**WHAT THE TASK REQUIRES**
Take the lines below from the first through the one that contains "pub fn from_hint(hint: &str)" and copy them exactly.

**DATASET EXTRACT**
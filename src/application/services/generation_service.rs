use std::sync::Arc;

use crate::application::catalog::{CatalogError, ProviderCatalog};
use crate::application::failover::{FailoverError, invoke_with_failover};
use crate::application::ports::{GenerationRequest, TextModelBackend};
use crate::domain::{Candidate, Capability, FailureClass, InvocationAttempt, LanguageCode};

/// Per-request hint selecting the system prompt the model is steered with.
#[derive(Debug, Clone, Copy, PartialEq, Eq)]
pub enum ContentKind {
    Script,
    Voice,
    General,
}

impl ContentKind {
    pub fn from_hint(hint: &str) -> Self {
        match hint.trim().to_lowercase().as_str() {
            "script" => ContentKind::Script,
            "voice" => ContentKind::Voice,
            _ => ContentKind::General,
        }
    }

    pub fn system_prompt(&self) -> &'static str {
        match self {
            ContentKind::Script => {
                "You are a professional scriptwriter. Create engaging video scripts that are clear, compelling, and under 200 words."
            }
            ContentKind::Voice => {
                "You are a voice-over specialist. Create professional narration that's easy to speak and engaging to listen to, under 200 words."
            }
            ContentKind::General => {
                "You are a content creator. Generate engaging, informative content under 200 words."
            }
        }
    }
}

#[derive(Debug, Clone)]
pub struct GeneratedContent {
    pub text: String,
    pub served_by: Candidate,
    pub attempts: Vec<InvocationAttempt>,
}

pub struct GenerationService {
    catalog: Arc<ProviderCatalog>,
    backend: Arc<dyn TextModelBackend>,
    max_prompt_chars: usize,
    max_tokens: u32,
    temperature: f32,
}

impl GenerationService {
    pub fn new(
        catalog: Arc<ProviderCatalog>,
        backend: Arc<dyn TextModelBackend>,
        max_prompt_chars: usize,
        max_tokens: u32,
        temperature: f32,
    ) -> Self {
        Self {
            catalog,
            backend,
            max_prompt_chars,
            max_tokens,
            temperature,
        }
    }

    #[tracing::instrument(skip(self, prompt), fields(kind = ?kind))]
    pub async fn generate(
        &self,
        prompt: &str,
        kind: ContentKind,
        language: Option<&LanguageCode>,
    ) -> Result<GeneratedContent, GenerationError> {
        let prompt = prompt.trim();
        if prompt.is_empty() {
            return Err(GenerationError::EmptyPrompt);
        }
        if prompt.chars().count() > self.max_prompt_chars {
            return Err(GenerationError::PromptTooLong {
                max: self.max_prompt_chars,
            });
        }

        let candidates = self.catalog.candidates(Capability::ContentGeneration)?;

        let mut system_prompt = kind.system_prompt().to_string();
        if let Some(language) = language {
            system_prompt.push_str(&format!(" Respond in the language with code {}.", language));
        }
        let request = Arc::new(GenerationRequest {
            system_prompt,
            prompt: prompt.to_string(),
            max_tokens: self.max_tokens,
            temperature: self.temperature,
        });

        let backend = Arc::clone(&self.backend);
        let outcome = invoke_with_failover(candidates, |candidate| {
            let backend = Arc::clone(&backend);
            let request = Arc::clone(&request);
            async move { backend.invoke(&candidate, &request).await }
        })
        .await;

        match outcome {
            Ok(success) => {
                tracing::info!(
                    candidate = %success.served_by,
                    chars = success.value.len(),
                    "content generated"
                );
                Ok(GeneratedContent {
                    text: success.value.trim().to_string(),
                    served_by: success.served_by,
                    attempts: success.attempts,
                })
            }
            Err(FailoverError::AllCandidatesExhausted { attempts }) => {
                Err(GenerationError::Exhausted { attempts })
            }
            Err(FailoverError::Aborted {
                candidate,
                class,
                error,
                attempts,
            }) => Err(GenerationError::Rejected {
                candidate,
                class,
                message: error.to_string(),
                attempts,
            }),
        }
    }
}

#[derive(Debug, thiserror::Error)]
pub enum GenerationError {
    #[error("prompt must not be empty")]
    EmptyPrompt,
    #[error("prompt exceeds {max} characters")]
    PromptTooLong { max: usize },
    #[error(transparent)]
    Catalog(#[from] CatalogError),
    #[error("all {} content model candidates failed", .attempts.len())]
    Exhausted { attempts: Vec<InvocationAttempt> },
    #[error("model {candidate} rejected the request: {message}")]
    Rejected {
        candidate: Candidate,
        class: FailureClass,
        message: String,
        attempts: Vec<InvocationAttempt>,
    },
}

**RESULT**
filename src/application/services/generation_service.rs
use std::sync::Arc;

use crate::application::catalog::{CatalogError, ProviderCatalog};
use crate::application::failover::{FailoverError, invoke_with_failover};
use crate::application::ports::{GenerationRequest, TextModelBackend};
use crate::domain::{Candidate, Capability, FailureClass, InvocationAttempt, LanguageCode};

/// Per-request hint selecting the system prompt the model is steered with.
#[derive(Debug, Clone, Copy, PartialEq, Eq)]
pub enum ContentKind {
    Script,
    Voice,
    General,
}

impl ContentKind {
    pub fn from_hint(hint: &str) -> Self {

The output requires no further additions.